Location
- St. Ives, Cambridgeshire, PE27 6RR England 52°19′51″N 0°05′05″W﻿ / ﻿52.330784°N 0.084815°W

Information
- Motto: Work hard, be kind
- Religious affiliation: None
- Established: 1954
- Local authority: Cambridgeshire
- Department for Education URN: 137305 Tables
- Ofsted: Reports
- Principal: Tony Meneaugh
- Staff: ~200
- Gender: Coeducational
- Age: 11 to 18
- Enrolment: 1,493
- Houses: Bridge Crosier Ledger River Wheatsheaf
- Website: http://www.astreastivo.org/

= St Ivo Academy =

St Ivo Academy is an academy secondary school and part of Astrea Academy Trust, with sixth form in St. Ives, Cambridgeshire, originally St Ivo School before being taken by Astrea.

==Specialist status==
In September 2008 St Ivo Academy was designated a Specialist Humanities School.

In 2018/2019 St Ivo School joined Astrea Academy Trust to become St Ivo Academy.

==St Ivo Entomology and Natural History Society==
The St Ivo Entomology and Natural History Society was founded in 1957 and existed under the guidance of biology master Henry Berman until c2007. Regular examinations were held and prizes (for example the Edward Elkan prize) were awarded to students with the best results.

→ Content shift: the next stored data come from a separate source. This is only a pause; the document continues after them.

use std::path::{Path, PathBuf};

use serde::Deserialize;

use super::level::{CompressionLevel, LevelParams, RasterMode};
use crate::encode::adaptive::BandParams;
use crate::encode::jpeg::ChromaSubsampling;

#[derive(Debug, Clone, Deserialize)]
#[serde(default)]
pub struct Settings {
    /// ラスタライズ時の最大ピクセル数（これを超えるとDPIを下げる）
    pub pixel_ceiling: u64,
    /// DPIキャップの下限
    pub min_dpi: u32,
    /// 解像度情報を持たない画像をページ化するときのDPI
    pub image_default_dpi: u32,
    /// 文書全体の見積もりに加える固定オーバーヘッド（バイト）
    pub doc_overhead: u64,
    /// ページごとの見積もりに加える固定オーバーヘッド（バイト）
    pub page_overhead: u64,
    pub default_level: CompressionLevel,
    pub levels: LevelTable,
    pub image_bands: BandTable,
    /// 見積もりサイズの永続キャッシュ先。未指定ならメモリ内のみ
    pub cache_dir: Option<PathBuf>,
}

impl Default for Settings {
    fn default() -> Self {
        Settings {
            pixel_ceiling: 5_000_000,
            min_dpi: 72,
            image_default_dpi: 96,
            doc_overhead: 2048,
            page_overhead: 512,
            default_level: CompressionLevel::None,
            levels: LevelTable::default(),
            image_bands: BandTable::default(),
            cache_dir: None,
        }
    }
}

impl Settings {
    pub fn from_yaml(yaml: &str) -> crate::error::Result<Self> {
        let settings: Settings = serde_yml::from_str(yaml).map_err(|e| {
            crate::error::PdfPressError::config(format!("Failed to parse settings YAML: {e}"))
        })?;
        settings.validate()?;
        Ok(settings)
    }

    pub fn from_file(path: &Path) -> crate::error::Result<Self> {
        let content = std::fs::read_to_string(path)?;
        Self::from_yaml(&content)
    }

    /// 値域チェック。数値そのものは経験的な既定値なので、壊れた組合せだけを弾く。
    pub fn validate(&self) -> crate::error::Result<()> {
        if self.min_dpi == 0 || self.image_default_dpi == 0 {
            return Err(crate::error::PdfPressError::config(
                "min_dpi and image_default_dpi must be positive",
            ));
        }
        if self.pixel_ceiling == 0 {
            return Err(crate::error::PdfPressError::config(
                "pixel_ceiling must be positive",
            ));
        }
        for level in CompressionLevel::LOSSY {
            if let Some(params) = self.levels.get(level)
                && (params.dpi == 0 || !(1..=100).contains(&params.quality))
            {
                return Err(crate::error::PdfPressError::config(format!(
                    "levels.{level}: dpi must be positive and quality within 1-100"
                )));
            }
            if let Some(band) = self.image_bands.get(level) {
                band.validate().map_err(|e| {
                    crate::error::PdfPressError::config(format!("image_bands.{level}: {e}"))
                })?;
            }
        }
        Ok(())
    }
}

/// PDF由来ページのレベル別ラスタライズ設定。
#[derive(Debug, Clone, Deserialize)]
#[serde(default)]
pub struct LevelTable {
    pub min: LevelParams,
    pub med: LevelParams,
    pub max: LevelParams,
}

impl Default for LevelTable {
    fn default() -> Self {
        LevelTable {
            min: LevelParams {
                mode: RasterMode::Smart,
                dpi: 200,
                quality: 85,
            },
            med: LevelParams {
                mode: RasterMode::All,
                dpi: 150,
                quality: 70,
            },
            max: LevelParams {
                mode: RasterMode::All,
                dpi: 110,
                quality: 50,
            },
        }
    }
}

impl LevelTable {
    /// `None` レベルにはパラメータがない。
    pub fn get(&self, level: CompressionLevel) -> Option<LevelParams> {
        match level {
            CompressionLevel::None => None,
            CompressionLevel::Min => Some(self.min),
            CompressionLevel::Med => Some(self.med),
            CompressionLevel::Max => Some(self.max),
        }
    }
}

/// 画像由来ユニットのレベル別バンド設定。
#[derive(Debug, Clone, Deserialize)]
#[serde(default)]
pub struct BandTable {
    pub min: BandParams,
    pub med: BandParams,
    pub max: BandParams,
}

impl Default for BandTable {
    fn default() -> Self {
        BandTable {
            min: BandParams {
                quality_seed: 88,
                keep_max_ratio: Some(0.75),
                keep_min_ratio: Some(0.65),
                max_long_side: None,
                quality_floor: 45,
                subsampling: ChromaSubsampling::Yuv444,
            },
            med: BandParams {
                quality_seed: 75,
                keep_max_ratio: Some(0.48),
                keep_min_ratio: Some(0.30),
                max_long_side: Some(1280),
                quality_floor: 30,
                subsampling: ChromaSubsampling::Yuv420,
            },
            max: BandParams {
                quality_seed: 65,
                keep_max_ratio: Some(0.30),
                keep_min_ratio: None,
                max_long_side: Some(2000),
                quality_floor: 24,
                subsampling: ChromaSubsampling::Yuv420,
            },
        }
    }
}

impl BandTable {
    pub fn get(&self, level: CompressionLevel) -> Option<&BandParams> {
        match level {
            CompressionLevel::None => None,
            CompressionLevel::Min => Some(&self.min),
            CompressionLevel::Med => Some(&self.med),
            CompressionLevel::Max => Some(&self.max),
        }
    }
}
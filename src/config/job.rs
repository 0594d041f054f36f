use std::collections::BTreeMap;

use serde::Deserialize;

use super::level::{CompressionLevel, Rotation};

#[derive(Debug, Clone, Deserialize)]
pub struct JobFile {
    pub jobs: Vec<Job>,
}

/// 1ジョブ = 1出力PDF。`sources`（結合）か `split`（抽出）のどちらか一方を持つ。
#[derive(Debug, Clone, Deserialize)]
pub struct Job {
    pub output: String,
    pub level: Option<CompressionLevel>,
    pub estimate_only: Option<bool>,
    #[serde(default)]
    pub sources: Vec<SourceEntry>,
    pub split: Option<SplitEntry>,
}

/// 結合対象の入力ファイル（PDFまたは画像）。
#[derive(Debug, Clone, Deserialize)]
pub struct SourceEntry {
    pub input: String,
    /// 1始まりのページ順序。記述順を保持する（並べ替え用）。
    #[serde(default, deserialize_with = "deserialize_page_order")]
    pub pages: Option<Vec<u32>>,
    pub level: Option<CompressionLevel>,
    pub rotate: Option<Rotation>,
}

/// 1つのPDFから指定ページだけを抜き出す。
#[derive(Debug, Clone, Deserialize)]
pub struct SplitEntry {
    pub input: String,
    #[serde(deserialize_with = "deserialize_pages")]
    pub pages: Vec<u32>,
    /// 1始まりのページ番号 → 回転角
    #[serde(default, deserialize_with = "deserialize_page_rotations")]
    pub rotate: BTreeMap<u32, Rotation>,
}

impl Job {
    /// `sources` と `split` の排他性を検証する。
    pub fn validate(&self) -> crate::error::Result<()> {
        match (self.sources.is_empty(), &self.split) {
            (true, None) => Err(crate::error::PdfPressError::config(format!(
                "job '{}' has neither sources nor split",
                self.output
            ))),
            (false, Some(_)) => Err(crate::error::PdfPressError::config(format!(
                "job '{}' cannot have both sources and split",
                self.output
            ))),
            _ => Ok(()),
        }
    }
}

/// ページ範囲文字列を記述順のままページ番号列に展開する。
///
/// 形式:
/// - 単一ページ: `"5"`
/// - 範囲: `"5-10"` (5, 6, 7, 8, 9, 10)
/// - 混合（カンマ区切り）: `"3, 1, 5-7"`
///
/// ページ番号は1始まり。0は不正。
pub fn parse_page_order(s: &str) -> crate::error::Result<Vec<u32>> {
    let trimmed = s.trim();
    if trimmed.is_empty() {
        return Err(crate::error::PdfPressError::config(
            "Page range cannot be empty",
        ));
    }

    let mut pages = Vec::new();

    for part in trimmed.split(',') {
        let part = part.trim();
        if part.is_empty() {
            continue;
        }

        if let Some((start_str, end_str)) = part.split_once('-') {
            let start = parse_page_number(start_str)?;
            let end = parse_page_number(end_str)?;

            if start > end {
                return Err(crate::error::PdfPressError::config(format!(
                    "Invalid page range: start ({start}) > end ({end})"
                )));
            }

            pages.extend(start..=end);
        } else {
            pages.push(parse_page_number(part)?);
        }
    }

    if pages.is_empty() {
        return Err(crate::error::PdfPressError::config(
            "Page range resolved to empty set",
        ));
    }

    Ok(pages)
}

/// ページ範囲文字列をパースし、ソート済み・重複なしのページ番号列を返す。
pub fn parse_page_range(s: &str) -> crate::error::Result<Vec<u32>> {
    let mut pages = parse_page_order(s)?;
    pages.sort_unstable();
    pages.dedup();
    Ok(pages)
}

fn parse_page_number(s: &str) -> crate::error::Result<u32> {
    let s = s.trim();
    match s.parse::<u32>() {
        Ok(0) => Err(crate::error::PdfPressError::config(
            "Page numbers are 1-based; 0 is not a page",
        )),
        Ok(n) => Ok(n),
        Err(_) => Err(crate::error::PdfPressError::config(format!(
            "Invalid page number: '{s}'"
        ))),
    }
}

/// serdeのdeserialize_withで使用するページ範囲デシリアライザ
fn deserialize_pages<'de, D>(deserializer: D) -> Result<Vec<u32>, D::Error>
where
    D: serde::Deserializer<'de>,
{
    let s = String::deserialize(deserializer)?;
    parse_page_range(&s).map_err(serde::de::Error::custom)
}

/// ページ番号キーも `pages` と同じく 0 を拒否する。
fn deserialize_page_rotations<'de, D>(deserializer: D) -> Result<BTreeMap<u32, Rotation>, D::Error>
where
    D: serde::Deserializer<'de>,
{
    let map = BTreeMap::<u32, Rotation>::deserialize(deserializer)?;
    for page in map.keys() {
        parse_page_number(&page.to_string()).map_err(serde::de::Error::custom)?;
    }
    Ok(map)
}

fn deserialize_page_order<'de, D>(deserializer: D) -> Result<Option<Vec<u32>>, D::Error>
where
    D: serde::Deserializer<'de>,
{
    let s = Option::<String>::deserialize(deserializer)?;
    s.map(|s| parse_page_order(&s))
        .transpose()
        .map_err(serde::de::Error::custom)
}
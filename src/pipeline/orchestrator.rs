// 全ジョブ実行

use std::collections::HashMap;
use std::path::PathBuf;

use crate::cache::store::EstimateCache;
use crate::config::settings::Settings;
use crate::engine::Engine;
use crate::pipeline::job_runner::{JobConfig, JobResult, run_job};

/// Run multiple jobs in order, collecting results.
/// One job failure does NOT prevent other jobs from running.
pub fn run_all_jobs(jobs: &[JobConfig]) -> Vec<crate::error::Result<JobResult>> {
    run_all_jobs_with(jobs, |settings| Engine::new(settings.clone()))
}

/// [`run_all_jobs`] with a custom engine factory (e.g. a different renderer).
///
/// Jobs sharing a cache directory share one estimate cache, so identical units
/// across jobs are estimated once.
pub fn run_all_jobs_with(
    jobs: &[JobConfig],
    make_engine: impl Fn(&Settings) -> Engine,
) -> Vec<crate::error::Result<JobResult>> {
    let mut caches: HashMap<Option<PathBuf>, EstimateCache> = HashMap::new();

    jobs.iter()
        .map(|job| {
            let engine = make_engine(&job.settings);
            let cache_dir = job.settings.cache_dir.clone();
            let cache = caches.entry(cache_dir.clone()).or_insert_with(|| match cache_dir {
                Some(dir) => EstimateCache::with_dir(dir),
                None => EstimateCache::in_memory(),
            });
            run_job(&engine, cache, job)
        })
        .collect()
}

Members exhibited the society's animals on an annual basis at the Amateur Entomologists' Society exhibition in London: held at Holland Park School until the mid 1970s, then at Hounslow Civic Centre, and later at Kempton Park Racecourse. The society also regularly exhibited at the Cambridge Natural History Society exhibition, held in the Cambridge University Zoology Department, and the Scoool's Natural History Societies' exhibition at the Natural History Museum in London. In addition, the animal collection was a regular feature at local fairs and was sometimes exhibited to other Cambridgeshire school classes.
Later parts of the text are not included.